Thanks to the larger size of the sensor, light-gathering cells can be larger, giving the cameras a distinct edge in low-light situations, and thus producing really good results. Full-frame sensors also offer superior depth-of-field control over smaller sensors (like APS-C and micro four thirds), so images can be framed from closer to the subject, giving you shallower depth of field (that beautiful blurry background you see in some images).
The bigger sensor size has one disadvantage – the camera body to fit the sensor will also need to be larger, and that can make them heavy. In comparison, APS-C format and micro four thirds models are smaller, lighter and easier to travel with. Still, just for the image quality, several professional photographers and serious enthusiasts choose to go down the full frame route. Your full-frame camera, though, doesn’t have to be high specced or very expensive to produce excellent images. Take the very capable Canon EOS RP as an example.
Is the Canon EOS RP good?
In one word: yes. It’s an entry-level camera that breaks some fundamental rules by being the smallest and lightest full-frame, weighing just 485g (including battery and SD card). There’s a 26.2MP CMOS sensor at the heart of the snapper, offering some really good autofocus performance and image quality. If you don’t believe us, just take a look at what our colleagues at TechRadar and Digital Camera World had to say about its performance. The sensor has an ISO range between 100-40,000, and noise performance at higher sensitivities (even at ISO 8000) is pretty good.

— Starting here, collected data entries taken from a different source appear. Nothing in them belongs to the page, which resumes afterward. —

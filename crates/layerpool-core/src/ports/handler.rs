//! LayerHandler port: the callback a layer pool runs for each task.
//!
//! The dispatcher never looks inside the payload or the result; both are
//! handed through untouched.

use std::future::Future;
use std::marker::PhantomData;

use async_trait::async_trait;
use tokio_util::sync::CancellationToken;

use crate::domain::{Layer, Task, TaskId, TaskType};
use crate::error::HandlerError;

/// Everything a handler gets to see about one attempt of a task.
#[derive(Debug, Clone)]
pub struct TaskContext {
    pub id: TaskId,
    pub layer: Layer,
    pub task_type: TaskType,
    pub payload: serde_json::Value,
    /// 1-based attempt number; stays the same id across attempts.
    pub attempt: u32,
    /// Fired when the attempt times out or the pool is destroyed.
    ///
    /// Cancellation is cooperative. A handler that never checks this token
    /// keeps running (and keeps its worker slot) after the dispatcher has
    /// already reported the timeout.
    pub cancellation: CancellationToken,
}

impl TaskContext {
    pub(crate) fn for_attempt(task: &Task, cancellation: CancellationToken) -> Self {
        Self {
            id: task.id(),
            layer: task.layer(),
            task_type: task.task_type().clone(),
            payload: task.payload().clone(),
            attempt: task.attempt(),
            cancellation,
        }
    }

    pub fn is_cancelled(&self) -> bool {
        self.cancellation.is_cancelled()
    }
}

/// Executes tasks for one layer.
#[async_trait]
pub trait LayerHandler: Send + Sync {
    async fn handle(&self, ctx: TaskContext) -> Result<serde_json::Value, HandlerError>;
}

/// Adapter turning an async closure into a [`LayerHandler`].
pub struct FnHandler<F, Fut> {
    f: F,
    _marker: PhantomData<fn() -> Fut>,
}

/// Wrap an async closure as a handler.
///
/// ```ignore
/// let handler = handler_fn(|ctx: TaskContext| async move {
///     Ok(serde_json::json!({ "echo": ctx.payload }))
/// });
/// ```
pub fn handler_fn<F, Fut>(f: F) -> FnHandler<F, Fut>
where
    F: Fn(TaskContext) -> Fut + Send + Sync + 'static,
    Fut: Future<Output = Result<serde_json::Value, HandlerError>> + Send + 'static,
{
    FnHandler {
        f,
        _marker: PhantomData,
    }
}

#[async_trait]
impl<F, Fut> LayerHandler for FnHandler<F, Fut>
where
    F: Fn(TaskContext) -> Fut + Send + Sync + 'static,
    Fut: Future<Output = Result<serde_json::Value, HandlerError>> + Send + 'static,
{
    async fn handle(&self, ctx: TaskContext) -> Result<serde_json::Value, HandlerError> {
        (self.f)(ctx).await
    }
}

#[cfg(test)]
mod tests {
    use super::*;
    use crate::domain::Priority;
    use std::time::Duration;
    use ulid::Ulid;

    #[tokio::test]
    async fn handler_fn_passes_context_through() {
        let handler = handler_fn(|ctx: TaskContext| async move {
            Ok::<_, HandlerError>(serde_json::json!({
                "type": ctx.task_type.as_str(),
                "attempt": ctx.attempt,
                "payload": ctx.payload,
            }))
        });

        let task = Task::new(
            TaskId::from_ulid(Ulid::new()),
            Layer::Analytics,
            TaskType::new("validate"),
            serde_json::json!([1, 2, 3]),
            Priority::Medium,
            Duration::from_secs(1),
            1,
            chrono::Utc::now(),
        );
        let ctx = TaskContext::for_attempt(&task, CancellationToken::new());

        let out = handler.handle(ctx).await.unwrap();
        assert_eq!(out["type"], "validate");
        assert_eq!(out["attempt"], 1);
        assert_eq!(out["payload"], serde_json::json!([1, 2, 3]));
    }

    #[tokio::test]
    async fn handler_errors_propagate() {
        let handler = handler_fn(|_ctx: TaskContext| async {
            Err::<serde_json::Value, _>(HandlerError::new("nope"))
        });
        let task = Task::new(
            TaskId::from_ulid(Ulid::new()),
            Layer::Security,
            TaskType::new("secure"),
            serde_json::Value::Null,
            Priority::Low,
            Duration::from_secs(1),
            0,
            chrono::Utc::now(),
        );

        let err = handler
            .handle(TaskContext::for_attempt(&task, CancellationToken::new()))
            .await
            .unwrap_err();
        assert_eq!(err.message(), "nope");
    }
}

It offers a continuous shooting speed of 5fps in One Shot mode and 4fps with continuous AF (or Servo AF) mode, so it won’t be winning any sports accolades or doing justice to fast-moving wildlife. But street photography, portraiture, architecture, still life, or anything else you want to throw at it, the EOS RP can handle.
While it does have 4K video capture capabilities, it’s limited to 25fps, with an added crop factor to consider.
In build, too, the RP punches real hard. Despite its light weight, it’s got a solid build, feels comfortable in the hand and the external button layout is intuitive. The rear LCD screen is vari-angle, so can be flipped right round to make it a great camera for vlogging. It even comes with headphone and microphone jacks.
Where can I buy the Canon EOS RP in Australia?
Despite being older, the Canon EOS RP gives the the Nikon Z5 some stiff competition. Heck, it can even hold its own against the higher-specced EOS R. But from the price point of view, Canon EOS RP emerges as the clear winner. You can now get your hands on this great camera at most of Australia’s major camera retailers, like Ted’s Cameras, Digital Camera World and CameraPro, while you can find it often discounted on Amazon. You can also find it at retailers such as JB Hi-Fi and eBay.